Assignment:
Bring together every line in the data that includes "NotFound".

Task input:
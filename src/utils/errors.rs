use anyhow::anyhow;
use registrar_core::AppError;
use registrar_db::StoreError;

/// Maps a store failure to 404 with `not_found` as the message, and
/// everything else to a logged 500.
pub fn store_failure(
    err: StoreError,
    not_found: &str,
    component: &str,
    operation: &str,
) -> AppError {
    match err {
        StoreError::NotFound => AppError::not_found(anyhow!(not_found.to_string())),
        other => AppError::internal(other),
    }
    .tagged(component, operation)
}

/// Maps any store failure, including a missing row, to a logged 500.
pub fn store_internal(err: StoreError, component: &str, operation: &str) -> AppError {
    AppError::internal(err).tagged(component, operation)
}

#[cfg(test)]
mod tests {
    use super::*;
    use axum::http::StatusCode;

    #[test]
    fn not_found_maps_to_404_with_message() {
        let err = store_failure(StoreError::NotFound, "Result not found", "test", "Get");
        assert_eq!(err.status, StatusCode::NOT_FOUND);
        assert_eq!(err.message, "Result not found");
    }

    #[test]
    fn conflict_is_internal() {
        let err = store_failure(StoreError::Conflict("dup".into()), "x", "test", "Insert");
        assert_eq!(err.status, StatusCode::INTERNAL_SERVER_ERROR);
        assert_eq!(err.message, "Internal Server Error");
    }
}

Result:
        StoreError::NotFound => AppError::not_found(anyhow!(not_found.to_string())),
        let err = store_failure(StoreError::NotFound, "Result not found", "test", "Get");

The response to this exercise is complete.